À NICE : UNE APPROCHE GLOBALE 

Alain Philip, directeur général des Services techniques de la métropole Nice Côte d’Azur, mène lui aussi des projets d’envergure au sein d’une zone urbaine qui regroupe, entre mer et montagne, et notamment dans la plaine du Var, une palette de communes très contrastées par leur géographie autant que leur contexte économique et social. Il insiste sur le fait que l’expérimentation est à la fois une approche globale et une attitude ouverte : « L’expérimentation et l’innovation ne peuvent pas être coupées de leur contexte. Aujourd’hui, pour l’aménagement des territoires, elles résident autant dans l’ingénierie budgétaire, le mode de gouvernance et l’approche sociale que dans “le technique” et “le réglementaire”. C’est cette approche globale expérimentale qui a permis à la métropole Nice Côte d’Azur et à la Ville de Nice de mener qualitativement leurs projets dans des délais réduits.
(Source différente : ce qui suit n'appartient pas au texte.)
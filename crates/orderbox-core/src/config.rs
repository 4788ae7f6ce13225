//! Decoder configuration.

use http::StatusCode;
use regex::Regex;
use serde::{Deserialize, Serialize};

use crate::error::{CodecError, CodecResult};

/// Settings for [`Decoder`](crate::Decoder).
///
/// Every field has a default, so an empty TOML document is a valid
/// configuration.
///
/// # Example
///
/// ```
/// use orderbox_core::DecoderConfig;
///
/// let config = DecoderConfig::from_toml_str("max_body_bytes = 4096").unwrap();
/// assert_eq!(config.max_body_bytes, 4096);
/// assert_eq!(config.success_status, 200);
/// ```
#[derive(Debug, Clone, Serialize, Deserialize, PartialEq, Eq)]
#[serde(deny_unknown_fields)]
pub struct DecoderConfig {
    /// The only status code treated as a payload response.
    #[serde(default = "default_success_status")]
    pub success_status: u16,

    /// Pattern a key must match to be read as a record under
    /// numeric-key plans.
    #[serde(default = "default_record_key_pattern")]
    pub record_key_pattern: String,

    /// Largest response body accepted, in bytes.
    #[serde(default = "default_max_body_bytes")]
    pub max_body_bytes: usize,
}

impl Default for DecoderConfig {
    fn default() -> Self {
        Self {
            success_status: default_success_status(),
            record_key_pattern: default_record_key_pattern(),
            max_body_bytes: default_max_body_bytes(),
        }
    }
}

fn default_success_status() -> u16 {
    200
}

fn default_record_key_pattern() -> String {
    "^[0-9]+$".to_string()
}

fn default_max_body_bytes() -> usize {
    4 * 1024 * 1024
}

impl DecoderConfig {
    /// Parses a configuration from TOML text and validates it.
    pub fn from_toml_str(input: &str) -> CodecResult<Self> {
        let config: Self = toml::from_str(input).map_err(|e| CodecError::Config(e.to_string()))?;
        config.validate()?;
        Ok(config)
    }

    /// Checks that every field holds a usable value.
    pub fn validate(&self) -> CodecResult<()> {
        self.status()?;
        self.record_key_regex()?;
        if self.max_body_bytes == 0 {
            return Err(CodecError::Config(
                "max_body_bytes must be greater than zero".to_string(),
            ));
        }
        Ok(())
    }

    /// The success status as a typed code.
    pub fn status(&self) -> CodecResult<StatusCode> {
        StatusCode::from_u16(self.success_status).map_err(|_| {
            CodecError::Config(format!(
                "success_status {} is not a valid HTTP status",
                self.success_status
            ))
        })
    }

    /// Compiles the record key pattern.
    pub fn record_key_regex(&self) -> CodecResult<Regex> {
        Regex::new(&self.record_key_pattern).map_err(|e| {
            CodecError::Config(format!(
                "record_key_pattern '{}' is invalid: {e}",
                self.record_key_pattern
            ))
        })
    }
}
Cet appel constant à “l’inventivité” et à la flexibilité constitue le fil conducteur d’une politique d’aménagement et de développement qui dégage ainsi des marges d’investissement indispensables, tout en continuant à produire des projets mieux adaptés à l’évolution des problématiques posées. En cela, l’Opération d’intérêt national de la plaine du Var offre un champ d’expérimentation privilégié. Dans le cadre évoqué ci-dessus, il est évident que la Ville et la métropole, en tant que maîtres d’ouvrage, ne s’interdisent pas la possibilité d’avoir recours aux ATEX si besoin est. »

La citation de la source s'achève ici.